"好き"を"機会"に―リクルートの部活動「マンガ部」に熱中していたら仕事にも活きちゃった、わらしべ長者的な話
「旅でバビでブー」「ハイプロテイン謎肉」「BTS ARMY 部」「モンハンエンジョイ部」「純喫茶同好会」「焚火鑑賞部」「禊滝行部」「打ち切り漫画研究会」…これらはリクルートの部活動のほんの一例。リクルートには硬軟さまざまな402種類の部活動があり(2022年上半期実績)、従業員が趣味や交流を楽しんでいる。全力で“好き”を追求した部活動をきっかけに、意外な機会に出会った伊藤博典に話を聞いた。
マンガ部存亡の危機に立ち上がる
—社内報で見たのですが、伊藤さんは筋金入りの漫画好きと聞いています。
伊藤:はい、大学院では「漫画×機械学習」を研究したくらいです。デジタルと紙、両方合わせて3000冊は所蔵しています。マンガ部も立ち上げました。
—マンガ部、というのは何ですか?
伊藤:会社の部活動です。リクルートでは誰でも半年に1回、社内で部活を立ち上げられるんです。細かな条件はいろいろありますけど。2部署以上から計5名以上集まって、当たり前ですが公序良俗に反しない内容で、スポーツや、文化的で知的好奇心がもてる活動内容なら、一定の活動費が会社から支給されます。その制度を利用して(正確に言うと引き継ぐ形で)立ち上げた、私が部長をしている漫画好きのための同好会的な部です。

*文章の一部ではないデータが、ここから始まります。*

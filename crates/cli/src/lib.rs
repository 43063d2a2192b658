//! CMS Console CLI Library
//!
//! This crate provides the command-line interface for cms-console. It parses
//! arguments, loads the site definition, asks the interactive questions and
//! prints the command output.
//!
//! # Architecture
//!
//! - [`cli_args`]: Command-line argument parsing
//! - [`context`]: Site definition, messages and the collaborators built from them
//! - [`commands`]: One handler per console command
//! - [`interaction`]: Terminal prompter and styled status lines
//!
//! # Examples
//!
//! ```bash
//! # List every registered service
//! cms-console container:debug
//!
//! # Describe one service
//! cms-console container:debug logger.factory
//!
//! # Generate nodes, asking for anything not given
//! cms-console create:nodes article
//!
//! # Generate nodes without questions, reproducibly
//! cms-console -n create:nodes article page --limit 20 --time-range W --seed 7
//! ```

pub mod cli_args;
pub mod commands;
pub mod context;
pub mod interaction;

use std::io::stdin;

use clap::Parser;
use cms_console_core::error::Result;
use crossterm::tty::IsTty;
use log::debug;

use crate::cli_args::{Args, Commands};
use crate::context::SiteContext;

/// Parses the process arguments and runs the selected command.
///
/// # Errors
///
/// Returns any error raised while loading the site or running the command.
pub fn execute() -> Result<()> {
    let args = Args::parse();
    run(&args)
}

/// Runs the command described by `args`.
///
/// # Errors
///
/// Returns any error raised while loading the site or running the command.
pub fn run(args: &Args) -> Result<()> {
    let context = SiteContext::load(args.site_path.as_deref())?;

    match &args.command {
        Commands::ContainerDebug { service } => {
            commands::container_debug::handle(&context, service.as_deref())
        }
        Commands::CreateNodes(nodes) => {
            let interactive = !args.no_interaction && stdin().is_tty();
            debug!("Interactive: {}", interactive);
            commands::create_nodes::handle(&context, nodes, interactive)
        }
    }
}
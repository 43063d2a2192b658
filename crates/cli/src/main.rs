use std::io::stderr;
use std::process::ExitCode;

use cms_console_cli::execute;
use cms_console_cli::interaction::output::print_error;

fn main() -> ExitCode {
    env_logger::init();

    match execute() {
        Ok(()) => ExitCode::SUCCESS,
        Err(e) => {
            if print_error(&mut stderr(), &e.to_string()).is_err() {
                eprintln!("{e}");
            }
            ExitCode::FAILURE
        }
    }
}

—なるほど。伊藤さんはマンガ部を引き継いだんですね。
伊藤:はい、もともと2019年に新卒で入社した時に入る部活を探していて、マンガ部を見つけて即、入部しました。でもコロナ禍で部活動そのものが一時休止になってしまいまして。2021年にオンラインに限定して部活動が再開された時に、以前所属していたマンガ部が再開されないことを知り、良い仕組みだし、当時も楽しんで参加していましたからもったいないなあと。元部長に相談して、部員同士がやりとりをしていたTeamsのチームやマンガ部の活動に関する資料など一部資産を引き継ぎつつ、体制や運用としてはゼロベースで立ち上げました。なかなか個人に閉じていると、新しい面白い漫画の情報って集まってこないんです。だったら集合知で簡単に情報に触れ合える機会を作り出せないかなと思い、立ち上げたというのがことの始まりです。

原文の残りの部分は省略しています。